Lost output due to sickness absence alone was estimated to be costing the economy between £38bn and £56bn, and this does not include an estimate of the impact of health on productivity at work.
Meanwhile, the DWP estimates that around 544,000 working age carers were unable to work due to their caring responsibilities and this was costing a further £37bn in productivity.
It added that each individual with health problems that becomes inactive adds an additional £910 expense to the NHS, with this amounting to around £2bn per year.
However, the largest cost is through economic inactivity from lost output due to working-age ill-health which prevents work, which is estimated to total between £127bn and £188bn.
Economic cost of working age ill-health
The analysis, based on data from 2022, has been published the same week as the Labour government unveils major changes to disability benefits and key parts of its plan to get Britain working.
“In total, the cost to the economy of working age ill-health and disability that prevents work in 2022 is estimated to be between £240-330bn,” the DWP said.
It added that the estimates can be regarded as the difference between current economic output, and the potential economic output if working age health conditions were not limiting or preventing work.
“This does not assume that all health issues could be resolved when entering work, rather that ill-health is no longer a barrier to work,” it continued.
“The figures provided are not intended to provide a realistic view on the benefits that can be achieved by specific interventions but are illustrative of the cost to the economy and individuals of working age ill-health.”
Role of protection sector
Commenting on government’s measures announced earlier in the week, Chris Morgan, head of product and proposition strategy, protection at Canada Life said: “While there is a lot to digest from the Pathways to Work Green Paper announcement, it’s encouraging the DWP recognises work is good for our health – whether that’s full-time, part-time or flexibly – and that employer support plays an important role.
“The group protection sector has a wealth of lived experience to share through its first-hand support of employers and people who experience ill-health.
“What we regularly see is the value that prevention and tailored early intervention, as well as a welcoming return-to-work environment, has on a person’s physical and mental health following an illness or disability.
“There isn’t a silver bullet but it’s vital we create inclusive workplaces where people with health conditions feel supported, fulfilled and have purpose.
“Because the reality is people are living longer and will likely need to work for longer, potentially while they live with one or more health conditions.
“Redesigning life to embrace longevity and the work ambitions of all age groups is a conversation and societal shift that we need to embrace.
“It’s important individuals, employers, workplace experts and policymakers collaborate and share experience if we’re to achieve this change.
“More details of how employers can play a role will follow later in the year when the Keep Britain Working Mayfield Review is published.”
Rebalancing benefits system
While welcoming government’s measures to rebalance the benefits system, David Finch, assistant director at the Health Foundation, said cuts to disability benefits risk undermining this new approach.

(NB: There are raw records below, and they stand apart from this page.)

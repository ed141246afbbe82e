//! Output renderers and formatting helpers for CLI commands.

use amc_api_models::{Charger, Client, CurrentUser, DashboardData};
use amc_client::format::{days_remaining, format_date};
use amc_client::list::Pagination;
use amc_client::{ClientOverview, Notice, NoticeLevel};
use anyhow::anyhow;
use chrono::NaiveDate;
use serde::Serialize;

use crate::cli::OutputFormat;
use crate::client::{CliError, CliResult};

#[derive(Serialize)]
struct ListView<'a, T> {
    items: &'a [T],
    pagination: Pagination,
}

pub(crate) fn print_json<T: Serialize + ?Sized>(value: &T) -> CliResult<()> {
    let text = serde_json::to_string_pretty(value)
        .map_err(|err| CliError::failure(anyhow!("failed to format JSON: {err}")))?;
    println!("{text}");
    Ok(())
}

pub(crate) fn render_client_list(
    items: &[Client],
    pagination: Pagination,
    format: OutputFormat,
) -> CliResult<()> {
    match format {
        OutputFormat::Json => print_json(&ListView { items, pagination })?,
        OutputFormat::Table => {
            println!(
                "{:>6} {:<32} {:<16} {:<9} {:<13} {:<13} {:>8}",
                "ID", "EMAIL", "PHONE", "STATUS", "AMC START", "AMC END", "CHARGERS"
            );
            for client in items {
                let chargers = client
                    .total_chargers
                    .or_else(|| client.chargers.as_ref().and_then(|list| u32::try_from(list.len()).ok()))
                    .map_or_else(|| "-".to_string(), |count| count.to_string());
                println!(
                    "{:>6} {:<32} {:<16} {:<9} {:<13} {:<13} {:>8}",
                    client.id,
                    client.email,
                    client.phone,
                    client.status.as_str(),
                    format_date(client.amc_start.as_deref()),
                    format_date(client.amc_end.as_deref()),
                    chargers
                );
            }
            print_page_footer(pagination);
        }
    }
    Ok(())
}

pub(crate) fn render_charger_list(
    items: &[Charger],
    pagination: Pagination,
    format: OutputFormat,
) -> CliResult<()> {
    match format {
        OutputFormat::Json => print_json(&ListView { items, pagination })?,
        OutputFormat::Table => {
            println!(
                "{:>6} {:<16} {:<8} {:<9} {:<13} {:<13} CLIENT",
                "ID", "CHARGER", "TYPE", "STATUS", "AMC START", "AMC END"
            );
            for charger in items {
                println!(
                    "{:>6} {:<16} {:<8} {:<9} {:<13} {:<13} {}",
                    charger.id,
                    charger.charger_id,
                    charger.charger_type.as_deref().unwrap_or("-"),
                    charger.status.as_str(),
                    format_date(charger.amc_start.as_deref()),
                    format_date(charger.amc_end.as_deref()),
                    charger_owner(charger)
                );
            }
            print_page_footer(pagination);
        }
    }
    Ok(())
}

pub(crate) fn render_client(client: &Client, today: NaiveDate, format: OutputFormat) -> CliResult<()> {
    match format {
        OutputFormat::Json => print_json(client)?,
        OutputFormat::Table => print_client_fields(client, today),
    }
    Ok(())
}

pub(crate) fn render_client_overview(
    overview: &ClientOverview,
    today: NaiveDate,
    format: OutputFormat,
) -> CliResult<()> {
    match format {
        OutputFormat::Json => print_json(overview)?,
        OutputFormat::Table => {
            print_client_fields(&overview.client, today);
            println!("contract: {}", overview.period.as_str());
            let summary = overview.chargers;
            println!("chargers: {}", summary.total);
            println!("  active: {}", summary.active);
            println!("  expiring this month: {}", summary.expiring_this_month);
            println!("  added this month: {}", summary.added_this_month);
        }
    }
    Ok(())
}

pub(crate) fn render_charger(charger: &Charger, today: NaiveDate, format: OutputFormat) -> CliResult<()> {
    match format {
        OutputFormat::Json => print_json(charger)?,
        OutputFormat::Table => {
            println!("id: {}", charger.id);
            println!("charger: {}", charger.charger_id);
            if let Some(kind) = &charger.charger_type {
                println!("type: {kind}");
            }
            println!("status: {}", charger.status);
            print_period(charger.amc_start.as_deref(), charger.amc_end.as_deref(), today);
            println!("client: {}", charger_owner(charger));
            println!("added: {}", format_date(charger.created_at.as_deref()));
        }
    }
    Ok(())
}

pub(crate) fn render_dashboard(data: &DashboardData, format: OutputFormat) -> CliResult<()> {
    match format {
        OutputFormat::Json => print_json(data)?,
        OutputFormat::Table => {
            let stats = data.stats;
            println!("clients: {}", stats.total_clients);
            println!("chargers: {}", stats.total_chargers);
            println!("expiring chargers: {}", stats.expiring_chargers);
            println!("new chargers: {}", stats.new_chargers);
            if !data.expiring_clients.is_empty() {
                println!("expiring clients:");
                for client in &data.expiring_clients {
                    println!(
                        "  {:>6} {:<32} ends {}",
                        client.id,
                        client.email,
                        format_date(client.amc_end.as_deref())
                    );
                }
            }
            if !data.expiring_chargers.is_empty() {
                println!("expiring chargers:");
                for charger in &data.expiring_chargers {
                    println!(
                        "  {:>6} {:<16} ends {}",
                        charger.id,
                        charger.charger_id,
                        format_date(charger.amc_end.as_deref())
                    );
                }
            }
        }
    }
    Ok(())
}

pub(crate) fn render_user(user: &CurrentUser, format: OutputFormat) -> CliResult<()> {
    match format {
        OutputFormat::Json => print_json(user)?,
        OutputFormat::Table => {
            println!("user: {}", user.display_name());
            if let Some(email) = &user.email {
                println!("email: {email}");
            }
            if let Some(role) = &user.role {
                println!("role: {role}");
            }
        }
    }
    Ok(())
}

pub(crate) fn print_notice(notice: &Notice) {
    match notice.level {
        NoticeLevel::Success => eprintln!("ok: {}", notice.message),
        NoticeLevel::Error => eprintln!("failed: {}", notice.message),
    }
}

fn print_client_fields(client: &Client, today: NaiveDate) {
    println!("id: {}", client.id);
    println!("email: {}", client.email);
    println!("phone: {}", client.phone);
    if let Some(domain) = &client.domain {
        println!("domain: {domain}");
    }
    println!("status: {}", client.status);
    print_period(client.amc_start.as_deref(), client.amc_end.as_deref(), today);
    println!("amc hours: {}", client.amc_hours);
    println!("chargers covered: {}", client.chargers_for_amc);
    println!("increment: {}", client.increment_value);
    println!("added: {}", format_date(client.created_at.as_deref()));
}

fn print_period(start: Option<&str>, end: Option<&str>, today: NaiveDate) {
    println!("amc: {} to {}", format_date(start), format_date(end));
    if let Some(days) = days_remaining(end, today) {
        println!("days remaining: {}", describe_days(days));
    }
}

pub(crate) fn describe_days(days: i64) -> String {
    match days {
        0 => "ends today".to_string(),
        1 => "1 day".to_string(),
        n if n > 0 => format!("{n} days"),
        n => format!("ended {} days ago", n.unsigned_abs()),
    }
}

fn charger_owner(charger: &Charger) -> String {
    charger.client.as_ref().map_or_else(
        || "-".to_string(),
        |client| {
            client
                .name
                .clone()
                .or_else(|| client.email.clone())
                .unwrap_or_else(|| format!("#{}", client.id))
        },
    )
}

fn print_page_footer(pagination: Pagination) {
    println!(
        "page {}/{} ({} total)",
        pagination.current_page, pagination.total_pages, pagination.total_count
    );
}

#[cfg(test)]
mod tests {
    use super::*;
    use amc_test_support::fixtures;

    #[test]
    fn days_are_described_relative_to_today() {
        assert_eq!(describe_days(0), "ends today");
        assert_eq!(describe_days(1), "1 day");
        assert_eq!(describe_days(12), "12 days");
        assert_eq!(describe_days(-3), "ended 3 days ago");
    }

    #[test]
    fn charger_owner_prefers_name() {
        let owned = fixtures::charger(1, "CH-1", Some(7));
        assert_eq!(charger_owner(&owned), "Client 7");
        let orphan = fixtures::charger(2, "CH-2", None);
        assert_eq!(charger_owner(&orphan), "-");
    }

    #[test]
    fn list_view_serializes_items_and_pagination() {
        let clients = [fixtures::client(1, "a@example.com")];
        let view = ListView {
            items: &clients,
            pagination: Pagination::first(10),
        };
        let value = serde_json::to_value(&view).expect("serialize");
        assert_eq!(value["items"][0]["email"], "a@example.com");
        assert_eq!(value["pagination"]["page_size"], 10);
    }
}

“Providing more support when people first leave work and realigning incentives to help people back to work is an important step forward,” Finch said.
“So, we are pleased to see that the Green Paper takes forward several recommendations aligned with the Health Foundation’s Commission for Healthier Working Lives, which launched its final report, Action for healthier working lives, last week.
“Introducing a new contribution-based unemployment insurance benefit and replacing the Work Capability Assessment (WCA) with a ‘support conversation’ could provide more people with early financial and practical help to return to work.
“Additionally, the ‘right to try’ guarantee – allowing people on health-related benefits to try working without fear of having their benefits reassessed – will encourage more people to re-enter the workforce.
“However, cutting benefit entitlements by reforming PIP eligibility and reducing entitlements for new Universal Credit health claims will leave vulnerable people worse off and risks making it harder for people with health conditions to move into work.
“The government has stated that it aims to restore trust in the benefits system, but this will be challenging with proposed cuts to benefits that will leave many people facing anxiety, financial insecurity and at risk of worsening health.”